Periconia byssoides Pers., Syn.

Periconia byssoides Pers., Syn. View in CoL meth. fung. (Göttingen) 2: 686 (1801)

Index Fungorum number: IF 144538, Figure 3 View FIGURE 3

Saprobic on dead twigs of Tephrosia cinerea (L.) Pers. Sexual morph: Undetermined. Asexual morph: Colonies superficial on the host substrate, effuse, hairy, dark brown. Conidiophores 200–350 × 10–12 μm wide (x̄ = 288 × 11.5 µm, n = 10), macronematous, mononematous, solitary, arising from an inconspicuous stromatic base, straight or slightly flexuous, 2−4 septate, dark brown to black at base, pale brown towards apex, with spherical conidial head, slightly constricted near conidial head and knot-like near the base, smooth or slightly rough-walled. Conidiogenous cells 5–9 × 7–11 μm (x̄ = 8 × 9 μm, n = 10), polyblastic, discrete, terminal, subglobose to ellipsoidal, light brown, located at nodose apices of conidiophores. Conidia 13–17 × 12–18 μm (x̄= 15 × 14.7 μm, n = 10), globose to subglobose, orangish brown to brown, echinulate or verruculose, solitary or catenate.

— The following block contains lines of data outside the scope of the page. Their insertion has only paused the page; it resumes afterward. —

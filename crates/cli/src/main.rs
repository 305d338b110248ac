use std::process::ExitCode;

use estimator_core::config::{AppConfig, LoadOptions, LogFormat};
use tracing::Level;

fn init_logging() {
    // Commands report settings errors themselves; logging falls back to defaults.
    let config = AppConfig::load(LoadOptions::default()).unwrap_or_default();
    let log_level = config.logging.level.parse::<Level>().unwrap_or(Level::INFO);
    let builder = tracing_subscriber::fmt()
        .with_writer(std::io::stderr)
        .with_target(false)
        .with_max_level(log_level);

    match config.logging.format {
        LogFormat::Compact => builder.compact().init(),
        LogFormat::Pretty => builder.pretty().init(),
        LogFormat::Json => builder.json().init(),
    }
}

fn main() -> ExitCode {
    init_logging();
    estimator_cli::run()
}
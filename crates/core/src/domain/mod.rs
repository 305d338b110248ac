pub mod estimate;
pub mod request;
//! Conversion of raw (points, price) pairs into comparable deal figures.
//!
//! Both derived figures are rounded to one decimal with `f64::round`, which rounds
//! half away from zero. The half-way test is applied to the binary value of
//! `x * 10.0`, so identical inputs always produce bit-identical outputs.

use crate::error::{ScoreError, ScoreFailure, ScoreResult};
use crate::models::{RedeemableItem, RewardProgram, ScoredItem};
use serde::{Deserialize, Serialize};
use std::collections::HashMap;
use tracing::{debug, info, warn};

/// What `score_catalog` does when an item cannot be scored.
#[derive(Debug, Serialize, Deserialize, Clone, Copy, PartialEq, Eq, clap::ValueEnum)]
#[serde(rename_all = "snake_case")]
pub enum BatchPolicy {
    /// Abort on the first bad item.
    FailFast,
    /// Keep going and report bad items next to the scored ones.
    Isolate,
}

#[derive(Debug, Clone, Default, PartialEq)]
pub struct CatalogScore {
    pub scored: Vec<ScoredItem>,
    pub failures: Vec<ScoreFailure>,
}

/// Programs keyed by id, borrowed from the caller's catalog.
pub struct ProgramIndex<'a> {
    programs: HashMap<&'a str, &'a RewardProgram>,
}

impl<'a> ProgramIndex<'a> {
    pub fn new(programs: &'a [RewardProgram]) -> Self {
        let mut map = HashMap::with_capacity(programs.len());
        for program in programs {
            if map.contains_key(program.id.as_str()) {
                warn!(program_id = %program.id, "Duplicate program id, keeping the first");
                continue;
            }
            map.insert(program.id.as_str(), program);
        }
        Self { programs: map }
    }

    pub fn get(&self, id: &str) -> Option<&'a RewardProgram> {
        self.programs.get(id).copied()
    }

    pub fn len(&self) -> usize {
        self.programs.len()
    }

    pub fn is_empty(&self) -> bool {
        self.programs.is_empty()
    }
}

pub fn score(item: &RedeemableItem, program: &RewardProgram) -> ScoreResult<ScoredItem> {
    if item.program_id != program.id {
        return Err(ScoreError::UnknownProgram {
            item_id: item.id.clone(),
            program_id: item.program_id.clone(),
        });
    }
    if !item.retail_price.is_finite() || item.retail_price <= 0.0 {
        return Err(invalid_price(item));
    }
    if item.points_required <= 0 {
        return Err(ScoreError::InvalidPointsCost {
            item_id: item.id.clone(),
            points: item.points_required,
        });
    }
    if !program.unit_cash_value.is_finite() || program.unit_cash_value <= 0.0 {
        return Err(invalid_rate(program));
    }

    let cash_value = item.points_required as f64 * program.unit_cash_value;
    let value_score = round_tenth(cash_value / item.retail_price * 100.0);
    let savings = round_tenth((item.retail_price - cash_value) / item.retail_price * 100.0);
    if !cash_value.is_finite() || !value_score.is_finite() {
        return Err(invalid_rate(program));
    }
    let savings_percentage = clamp_savings(savings);

    debug!(
        item_id = %item.id,
        cash_value,
        value_score,
        savings_percentage,
        "Item scored"
    );

    Ok(ScoredItem {
        item: item.clone(),
        value_score,
        savings_percentage,
    })
}

/// Scores `item` after resolving its program in `index`.
pub fn score_indexed(item: &RedeemableItem, index: &ProgramIndex<'_>) -> ScoreResult<ScoredItem> {
    match index.get(&item.program_id) {
        Some(program) => score(item, program),
        None => Err(ScoreError::UnknownProgram {
            item_id: item.id.clone(),
            program_id: item.program_id.clone(),
        }),
    }
}

/// Scores every item in input order.
///
/// With [`BatchPolicy::FailFast`] the first failure is returned as the error. With
/// [`BatchPolicy::Isolate`] failures are collected in [`CatalogScore::failures`] and the
/// remaining items are still scored.
pub fn score_catalog(
    items: &[RedeemableItem],
    programs: &[RewardProgram],
    policy: BatchPolicy,
) -> Result<CatalogScore, ScoreFailure> {
    let index = ProgramIndex::new(programs);
    let mut out = CatalogScore {
        scored: Vec::with_capacity(items.len()),
        failures: Vec::new(),
    };

    for item in items {
        match score_indexed(item, &index) {
            Ok(scored) => out.scored.push(scored),
            Err(error) => {
                let failure = ScoreFailure {
                    item_id: item.id.clone(),
                    error,
                };
                match policy {
                    BatchPolicy::FailFast => return Err(failure),
                    BatchPolicy::Isolate => {
                        warn!(item_id = %failure.item_id, error = %failure.error, "Skipping item");
                        out.failures.push(failure);
                    }
                }
            }
        }
    }

    info!(
        scored = out.scored.len(),
        failed = out.failures.len(),
        programs = index.len(),
        "Catalog scored"
    );
    Ok(out)
}

pub fn round_tenth(x: f64) -> f64 {
    (x * 10.0).round() / 10.0
}

fn clamp_savings(savings: f64) -> f64 {
    // Also folds -0.0 into 0.0.
    if savings <= 0.0 {
        0.0
    } else {
        savings.min(100.0)
    }
}

fn invalid_price(item: &RedeemableItem) -> ScoreError {
    ScoreError::InvalidPrice {
        item_id: item.id.clone(),
        price: item.retail_price,
    }
}

fn invalid_rate(program: &RewardProgram) -> ScoreError {
    ScoreError::InvalidConversionRate {
        program_id: program.id.clone(),
        rate: program.unit_cash_value,
    }
}
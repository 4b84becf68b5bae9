//! Data-quality inspection. Issues found here are warnings: items are never
//! rejected, corrected or re-flagged.

use crate::error::ScoreError;
use crate::models::{RedeemableItem, RewardProgram};
use crate::scoring::{ProgramIndex, score_indexed};
use chrono::NaiveDate;
use serde::{Deserialize, Serialize};
use std::collections::HashSet;
use tracing::info;

/// Bounds on retail price per loyalty unit outside which a pricing looks off.
#[derive(Debug, Serialize, Deserialize, Clone, Copy, PartialEq)]
pub struct QualityThresholds {
    pub min_cash_per_point: f64,
    pub max_cash_per_point: f64,
}

impl Default for QualityThresholds {
    fn default() -> Self {
        Self {
            min_cash_per_point: 0.001,
            max_cash_per_point: 0.1,
        }
    }
}

#[derive(Debug, Serialize, Clone, PartialEq)]
#[serde(tag = "type", rename_all = "snake_case")]
pub enum QualityIssue {
    SuspiciousValueRatio { item_id: String, cash_per_point: f64 },
    ExpiredPromotion { item_id: String, ended: NaiveDate },
    MissingPromotionEnd { item_id: String },
    DuplicateItemId { item_id: String },
    UnscorableItem { item_id: String, reason: String },
}

impl QualityIssue {
    pub fn item_id(&self) -> &str {
        match self {
            QualityIssue::SuspiciousValueRatio { item_id, .. }
            | QualityIssue::ExpiredPromotion { item_id, .. }
            | QualityIssue::MissingPromotionEnd { item_id }
            | QualityIssue::DuplicateItemId { item_id }
            | QualityIssue::UnscorableItem { item_id, .. } => item_id,
        }
    }

    pub fn message(&self) -> String {
        match self {
            QualityIssue::SuspiciousValueRatio { cash_per_point, .. } => {
                format!("price per point {cash_per_point:.4} seems unusual")
            }
            QualityIssue::ExpiredPromotion { ended, .. } => {
                format!("promotion ended {ended} but is still flagged")
            }
            QualityIssue::MissingPromotionEnd { .. } => "promotion has no end date".into(),
            QualityIssue::DuplicateItemId { .. } => "id appears more than once".into(),
            QualityIssue::UnscorableItem { reason, .. } => reason.clone(),
        }
    }
}

#[derive(Debug, Serialize, Clone, PartialEq)]
pub struct QualityReport {
    pub total: usize,
    pub valid: usize,
    pub invalid: usize,
    pub issues: Vec<QualityIssue>,
    pub score: f64,
    pub recommendations: Vec<String>,
}

pub fn inspect(
    items: &[RedeemableItem],
    programs: &[RewardProgram],
    today: NaiveDate,
    thresholds: &QualityThresholds,
) -> QualityReport {
    let index = ProgramIndex::new(programs);
    let mut seen = HashSet::new();
    let mut issues = Vec::new();
    let mut valid = 0;

    for item in items {
        if !seen.insert(item.id.as_str()) {
            issues.push(QualityIssue::DuplicateItemId {
                item_id: item.id.clone(),
            });
        }

        match score_indexed(item, &index) {
            Ok(_) => {
                valid += 1;
                let cash_per_point = item.retail_price / item.points_required as f64;
                if cash_per_point < thresholds.min_cash_per_point
                    || cash_per_point > thresholds.max_cash_per_point
                {
                    issues.push(QualityIssue::SuspiciousValueRatio {
                        item_id: item.id.clone(),
                        cash_per_point,
                    });
                }
            }
            Err(err) => issues.push(unscorable(item, err)),
        }

        if item.is_promotion {
            match item.promotion_end {
                Some(ended) if ended < today => issues.push(QualityIssue::ExpiredPromotion {
                    item_id: item.id.clone(),
                    ended,
                }),
                Some(_) => {}
                None => issues.push(QualityIssue::MissingPromotionEnd {
                    item_id: item.id.clone(),
                }),
            }
        }
    }

    let total = items.len();
    let score = quality_score(valid, total, issues.len());
    info!(total, valid, issues = issues.len(), score, "Catalog inspected");

    let invalid = total - valid;
    let recommendations = recommendations(invalid, &issues, score);
    QualityReport {
        total,
        valid,
        invalid,
        issues,
        score,
        recommendations,
    }
}

/// One suggestion per kind of problem present, in a fixed order.
fn recommendations(invalid: usize, issues: &[QualityIssue], score: f64) -> Vec<String> {
    let has = |pred: fn(&QualityIssue) -> bool| issues.iter().any(pred);
    let mut out = Vec::new();
    if invalid > 0 {
        out.push("Review and fix unscorable items to improve data quality");
    }
    if has(|i| matches!(i, QualityIssue::SuspiciousValueRatio { .. })) {
        out.push("Investigate prices that look out of line with their points cost");
    }
    if has(|i| matches!(i, QualityIssue::ExpiredPromotion { .. })) {
        out.push("Update or deactivate expired promotions");
    }
    if has(|i| matches!(i, QualityIssue::MissingPromotionEnd { .. })) {
        out.push("Add end dates to open-ended promotions");
    }
    if has(|i| matches!(i, QualityIssue::DuplicateItemId { .. })) {
        out.push("Remove or rename items with duplicate ids");
    }
    if score < 90.0 {
        out.push("Consider implementing automated data quality checks");
    }
    out.into_iter().map(String::from).collect()
}

/// Share of scorable items, less two points per issue capped at twenty.
fn quality_score(valid: usize, total: usize, issues: usize) -> f64 {
    let base = if total == 0 {
        100.0
    } else {
        valid as f64 / total as f64 * 100.0
    };
    let deduction = (issues * 2).min(20) as f64;
    (base - deduction).max(0.0)
}

fn unscorable(item: &RedeemableItem, err: ScoreError) -> QualityIssue {
    QualityIssue::UnscorableItem {
        item_id: item.id.clone(),
        reason: err.to_string(),
    }
}

#[cfg(test)]
mod tests {
    use super::*;

    fn day(m: u32, d: u32) -> NaiveDate {
        NaiveDate::from_ymd_opt(2024, m, d).unwrap()
    }

    fn programs() -> Vec<RewardProgram> {
        vec![RewardProgram::new("mcdonalds", "McDonald's", "Points", 0.0012)]
    }

    fn item(id: &str, points: i64, price: f64) -> RedeemableItem {
        RedeemableItem::new(id, "mcdonalds", "Thing", "Food", points, price, day(1, 15))
    }

    #[test]
    fn test_clean_catalog_scores_full() {
        let items = vec![item("a", 1500, 2.39), item("b", 800, 2.89)];
        let report = inspect(&items, &programs(), day(2, 1), &QualityThresholds::default());
        assert_eq!(report.valid, 2);
        assert_eq!(report.invalid, 0);
        assert!(report.issues.is_empty());
        assert_eq!(report.score, 100.0);
        assert!(report.recommendations.is_empty());
    }

    #[test]
    fn test_empty_catalog() {
        let report = inspect(&[], &programs(), day(2, 1), &QualityThresholds::default());
        assert_eq!(report.total, 0);
        assert_eq!(report.score, 100.0);
    }

    #[test]
    fn test_expired_promotion_is_only_a_warning() {
        let items = vec![
            item("old", 1500, 2.39).with_promotion(day(1, 31)),
            item("live", 1500, 2.39).with_promotion(day(3, 1)),
        ];
        let report = inspect(&items, &programs(), day(2, 1), &QualityThresholds::default());
        assert_eq!(report.valid, 2);
        assert_eq!(
            report.issues,
            vec![QualityIssue::ExpiredPromotion {
                item_id: "old".into(),
                ended: day(1, 31),
            }]
        );
        assert!(items[0].is_promotion);
        assert_eq!(report.score, 98.0);
        assert_eq!(report.recommendations, ["Update or deactivate expired promotions"]);
    }

    #[test]
    fn test_missing_end_duplicate_and_ratio() {
        let mut no_end = item("promo", 1500, 2.39);
        no_end.is_promotion = true;
        let items = vec![
            no_end,
            item("dup", 1500, 2.39),
            item("dup", 1500, 2.39),
            // $5 for 10 points = 0.5 per point
            item("steep", 10, 5.0),
        ];
        let report = inspect(&items, &programs(), day(2, 1), &QualityThresholds::default());
        assert_eq!(report.issues.len(), 3);
        assert!(matches!(report.issues[0], QualityIssue::MissingPromotionEnd { .. }));
        assert!(matches!(report.issues[1], QualityIssue::DuplicateItemId { .. }));
        assert!(matches!(
            report.issues[2],
            QualityIssue::SuspiciousValueRatio { cash_per_point, .. } if cash_per_point == 0.5
        ));
        assert_eq!(report.issues[1].item_id(), "dup");
        // Three issues cost six points, leaving 94.
        assert_eq!(report.score, 94.0);
        assert_eq!(
            report.recommendations,
            [
                "Investigate prices that look out of line with their points cost",
                "Add end dates to open-ended promotions",
                "Remove or rename items with duplicate ids",
            ]
        );
    }

    #[test]
    fn test_unscorable_items_lower_the_score() {
        let mut orphan = item("orphan", 1500, 2.39);
        orphan.program_id = "nowhere".into();
        let items = vec![item("a", 1500, 2.39), orphan, item("free", 1500, 0.0)];
        let report = inspect(&items, &programs(), day(2, 1), &QualityThresholds::default());
        assert_eq!(report.valid, 1);
        assert_eq!(report.invalid, 2);
        assert_eq!(report.issues.len(), 2);
        assert!(report.issues[0].message().contains("unknown program nowhere"));
        // 33.33 - 4
        assert!((report.score - (100.0 / 3.0 - 4.0)).abs() < 1e-9);
        assert_eq!(
            report.recommendations,
            [
                "Review and fix unscorable items to improve data quality",
                "Consider implementing automated data quality checks",
            ]
        );
    }

    #[test]
    fn test_deduction_is_capped() {
        assert_eq!(quality_score(10, 10, 50), 80.0);
        assert_eq!(quality_score(0, 10, 50), 0.0);
    }
}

Culture characters: Colonies on PDA reaching 50 mm diam. after 14 days at 25 °C, irregular with smooth margin, slightly woolly flattened mycelia, circular, cottony, hairy at the margin, white; pale yellow at the margin and mud yellow at the middle in reverse.

Material examined: Thailand, Chiang Rai, Tha Sut sub district, Mueang District, on recently dead twigs of Tephrosia cinerea (L.) Pers. ( Fabaceae ), 28 January 2023, collected and identified by Ashani Madagammana, AD 0408 (MFLU 23–0453); living cultures MFLUCC 23-0294.

Known host and distribution: Angelica sylvestris L. ( Apiaceae ), Conium maculatum L. ( Apiaceae ), Heracleum sosnowskyi Manden. ( Apiaceae ) in Lithuania ( Markovskaja and Kačergius 2014); Ampelopsis brevipedunculata (Maxim.) Trautv. ( Vitaceae ), Benthamidia japonica (Siebold & Zucc.) H.Hara ( Cornaceae ), Prunus verecunda (Koidz.) Koehne ( Rosaceae ) in Japan ( Tanaka et al. 2015); Celtis formosana Hayata ( Cannabaceae ), Macaranga tanarius (L.) Müll.Arg. ( Euphorbiaceae ) in Taiwan region in China ( Tennakoon et al. 2021); Imperata cylindrica (L.) Raeusch. ( Poaceae ), Prunus armeniaca L. in China ( Su et al. 2023; Yang et al. 2022); Magnolia grandiflora L. ( Magnoliaceae ), Peltophorum sp. ( Fabaceae ) in Thailand ( Jayasiri et al. 2019); Mimosa diplotricha C.Wright ( Fabaceae ) in Thailand ( Hyde et al. 2024); Vigna unguiculata (L.) Walp. ( Fabaceae ) in India ( Jayawardena et al. 2022); Tephrosia cinerea (L.) Pers. ( Fabaceae ) in Thailand (this study).

Notes: Based on the BLAST results, our sequences showed high similarity to different strains of P. byssoides for the ITS, LSU, SSU, tef 1-α and rpb2 sequences. Also, based on the phylogenetic analyses, our fungal strain (MFLUCC 23- 0294) grouped well with the type (MFLUCC 20-0172) and other authentic strains (MFLUCC 19-0134, MFLUCC 22- 0132, MFLUCC 20-0137, MFLUCC 18-1548, UESTCC 18-1548, MFLUCC 18-1553, MFLUCC 17-2292, UESTCC 22-0138, NCYUCC 19-0314) of P. byssoides ( Figure 1 View FIGURE 1 ). Morphologically, our collection (MFLU 23-0453) is similar to P. byssoides , which was collected from dead culms of Imperata cylindricain in China ( Su et al. 2023). We identified our fungal strain (MFLUCC 23-0453) as P. byssoides based on morpho-molecular evidence. Previously, P. byssoides have been recorded on Magnolia grandiflora , Peltophorum species, and Mimosa diplotricha in Thailand ( Jayasiri et al. 2019). Therefore, our fungal collection is the first record of P. byssoides on Tephrosia cinerea ( Fabaceae ).